I want ALL the details! LOL Well, they tend to pee if they get scared....so just scare the pee out of em!


----------



## OneFineAcre (Jul 27, 2016)

Tanya said:


> This is the mini today...everything is under her...View attachment 20148 View attachment 20149



She's a nice goat.


----------



## Tanya (Jul 27, 2016)

Heres maybe a better comparison...first pic is march second pic is june bottom pic is 20 minutes ago


----------



## Tanya (Jul 27, 2016)

Dage said:


> I want ALL the details! LOL Well, they tend to pee if they get scared....so just scare the pee out of em!




The bleach test is 1 cup bleach 10cc pee if it wont stop bubbleing its a pregnant goat...
The dandelion test just pour pee over dandelion leaves let soak for 10 minutes and see if they have red blisters if they do then pregnant goat..


----------



## Dage (Jul 27, 2016)

Tanya said:


> The bleach test is 1 cup bleach 10cc pee if it wont stop bubbleing its a pregnant goat...
> The dandelion test just pour pee over dandelion leaves let soak for 10 minutes and see if they have red blisters if they do then pregnant goat..

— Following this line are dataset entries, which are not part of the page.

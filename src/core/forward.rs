use faer::MatRef;

use crate::{
    Context, Layer, Module, Result,
    core::{ParamSlot, ResultBuffer},
};

/// Runs `input` through `layers` in order, retaining every intermediate
/// output in `result_buffer`.
///
/// `slots[u]` addresses layer `u` inside `params`.
pub fn forward(
    layers: &mut [Layer],
    slots: &[ParamSlot],
    params: &[f64],
    ctx: &mut Context,
    input: MatRef<'_, f64>,
    result_buffer: &mut ResultBuffer,
) -> Result<()> {
    debug_assert_eq!(layers.len(), slots.len());
    result_buffer.begin(input);
    for (u, (layer, slot)) in layers.iter_mut().zip(slots).enumerate() {
        let a_prev = result_buffer.input_of(u);
        let a = layer.forward(ctx, slot.of(params), a_prev)?;
        result_buffer.push(a);
    }
    Ok(())
}
use derive_more::{Display, Error, From};

/// Errors raised while building or running a network.
#[derive(Debug, Display, Error, From)]
pub enum NnError {
    /// Input, output or parameter dimensions disagree. Aborts the pass.
    #[display("{layer}: shape mismatch, expected {expected:?}, found {found:?}")]
    ShapeMismatch {
        layer: &'static str,
        expected: (usize, usize),
        found: (usize, usize),
    },
    /// Detected at construction or reset time.
    #[display("invalid configuration: {reason}")]
    InvalidConfiguration { reason: String },
    #[display("numerically degenerate: {reason}")]
    NumericDegenerate { reason: String },
    #[display("io error: {_0}")]
    #[from]
    Io(std::io::Error),
    #[display("malformed config: {_0}")]
    #[from]
    Json(serde_json::Error),
}

pub type Result<T, E = NnError> = std::result::Result<T, E>;

impl NnError {
    pub(crate) fn invalid(reason: impl Into<String>) -> Self {
        Self::InvalidConfiguration {
            reason: reason.into(),
        }
    }

    pub(crate) fn degenerate(reason: impl Into<String>) -> Self {
        Self::NumericDegenerate {
            reason: reason.into(),
        }
    }
}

That´s so awesome! I´ve gotta try that!


----------



## Tanya (Jul 27, 2016)

How reliable is trying to feel for babies?  Can they hide? Or is it obvious?


----------



## Green Acres Farm (Jul 27, 2016)

That depends how far along they are, and yes they can be very good at hiding. 
Feel on the right side, not the left. If you ever feel a big, hard lump that moves, well...


----------



## Tanya (Jul 28, 2016)

http://www.ustream.tv/channel/8cAQSGvgUCB
I set up a live vid of the mini 
I decided to just watch her and see how shes acting when no one is out there. 
Please forgive any idiot kids who wave at the camera and the construction building a kidding room just in case one is pregnant..


----------



## Latestarter (Jul 28, 2016)

Ummm just went to the link and am watching someone standing in front of the TV dancing and shooting fireworks on the screen... doesn't look like goats to me


----------



## Tanya (Jul 28, 2016)

It plays old video if its off air sorry im having technical issues trying to get it worked out now


----------



## Goatgirl47 (Jul 28, 2016)

Your Mini-Lamancha is beautiful! She looks to be in great condition and has a nice, shiny coat. Not to mention her lovely blue eyes...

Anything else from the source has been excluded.